Şimdi biraz da geçmişe bakalım. Aynı durumlar bizim ulusumuzun da başına geldi yakın tarihte. Aynı oyunlar etnik guruplar bağımsızlık vereceğiz diye ayaklandırıldı. İç isyanlar bir mantar gibi yurdun her yerinden başlatıldı. Tarikatlar kelle avına çıkartıldı. Yurt işgal altında, yurttaş bölük pörçük, yerli işbirlikçiler iş başındaydı. Milletin geleceği karanlıktı. Kargaşa her yerde kendisini göstermekteyken bu millet bir ferdine kurtarıcı görevini verdi O; Mustafa Kemal ATATÜRK’TÜ. Mustafa Kemal Milletin azim ve kararını bir ulusal kurtuluşa kanalize etmesini bildi. O birleştirici tutumuyla ayrımcılık yapmadan en yüce değer olan yurttaşlık onuruyla herkesi birleştirdi, sorumluluklarını hatırlattı, öncülük etti ve başardı. Türk Devriminin ve Mustafa Kemal’in başarısının ardındaki gerçek ulusal birliktir. Bu Kemalist fikir Emperyalizmi yenmiş, bağımsız bir devlet kurdurmuştur. Ancak Irak Saddam’ın son sözleriyle birleşirse, bir ulusal kurtuluş savaşı vererek kurtulabilir.
Emperyalizmin unutturmaya çalıştığı bir gerçek vardır uluslar geçmişine bakarak geleceğine yön verebilirler. Yoksa globalleşme ya da Avrupa Birliği gibi aldatmacalarla gelecek tayin edilmez. Gelecek emperyalizme karşı her zaman, her yerde uyanık olmakla sağlanır. Gelecek kayıtsız ve şartsız birlik içinde sağlanır. Geleceğe umutla bakmak istiyorsa her birey hiçbir ortamda ve koşulda ayrımcılığa, bölücülüğe, gericiliğe, ırkçılığa, dogmatizme değil; ilericiliğe, çağdaşlığa, bilime güvenmelidir. Geleceği bilimsel verilerde, teknolojide, uygarlaşmada aramalıdır.

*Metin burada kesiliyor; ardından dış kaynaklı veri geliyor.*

/// What is wrong with an edit set (or with one edit in it).
#[derive(Debug, Clone, PartialEq, Eq, Error)]
pub enum EditProblem {
    #[error("edits must contain at least one edit")]
    Empty,
    #[error("edits must be an array of edit objects, got {found}")]
    NotASequence { found: &'static str },
    #[error("edit must be an object, got {found}")]
    NotAnObject { found: &'static str },
    #[error("missing field `{field}`")]
    MissingField { field: &'static str },
    #[error("field `{field}` must be {expected}, got {found}")]
    WrongType {
        field: &'static str,
        expected: &'static str,
        found: &'static str,
    },
    #[error("start_line must be >= 1 (got {start_line})")]
    StartBelowOne { start_line: i64 },
    #[error("end_line ({end_line}) must be >= start_line ({start_line})")]
    EndBeforeStart { start_line: i64, end_line: i64 },
    #[error("lines {start_line}-{end_line} overlap edits[{other}]")]
    Overlap {
        other: usize,
        start_line: u32,
        end_line: u32,
    },
    #[error("{count} edits exceed the limit of {limit}")]
    TooManyEdits { count: usize, limit: usize },
    #[error("replacement text totals {bytes} bytes, over the limit of {limit}")]
    ReplacementTooLarge { bytes: usize, limit: usize },
}

/// A rejected edit set: the problem plus the offending edit's position, if any.
#[derive(Debug, Clone, PartialEq, Eq)]
pub struct EditSetError {
    pub index: Option<usize>,
    pub problem: EditProblem,
}

impl EditSetError {
    fn whole(problem: EditProblem) -> Self {
        Self {
            index: None,
            problem,
        }
    }

    fn at(index: usize, problem: EditProblem) -> Self {
        Self {
            index: Some(index),
            problem,
        }
    }

    /// Corrective example to show the caller.
    #[must_use]
    pub fn example(&self) -> &'static str {
        EDIT_EXAMPLE
    }
}

impl fmt::Display for EditSetError {
    fn fmt(&self, f: &mut fmt::Formatter<'_>) -> fmt::Result {
        match self.index {
            Some(index) => write!(f, "edits[{index}]: {}", self.problem)?,
            None => write!(f, "{}", self.problem)?,
        }
        write!(f, ". Each edit looks like {EDIT_EXAMPLE}")
    }
}

impl std::error::Error for EditSetError {}

/// A validated, non-empty set of non-overlapping edits.
///
/// Edits keep their input position (for error reporting) and are stored in
/// descending `start_line` order, the order they must be applied in so every
/// range stays valid against the original line numbering.
#[derive(Debug, Clone, PartialEq, Eq)]
pub struct EditSet {
    edits: Vec<(usize, Edit)>,
}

Türk ulusunun geleceğe umutla bakabileceği bir cumhuriyeti vardır. Aydın gençliği vardır. Çağdaş yurttaşları vardır. Üstünde güvenle yaşayacağı Anadolu toprakları vardır. Emperyalizmin oyununa gelinmezse hepimizi gönenç içerisinde ebediyete kadar yaşatacaktır. Yeter ki birlik içerisinde olalım geleceğe güvenle bakalım.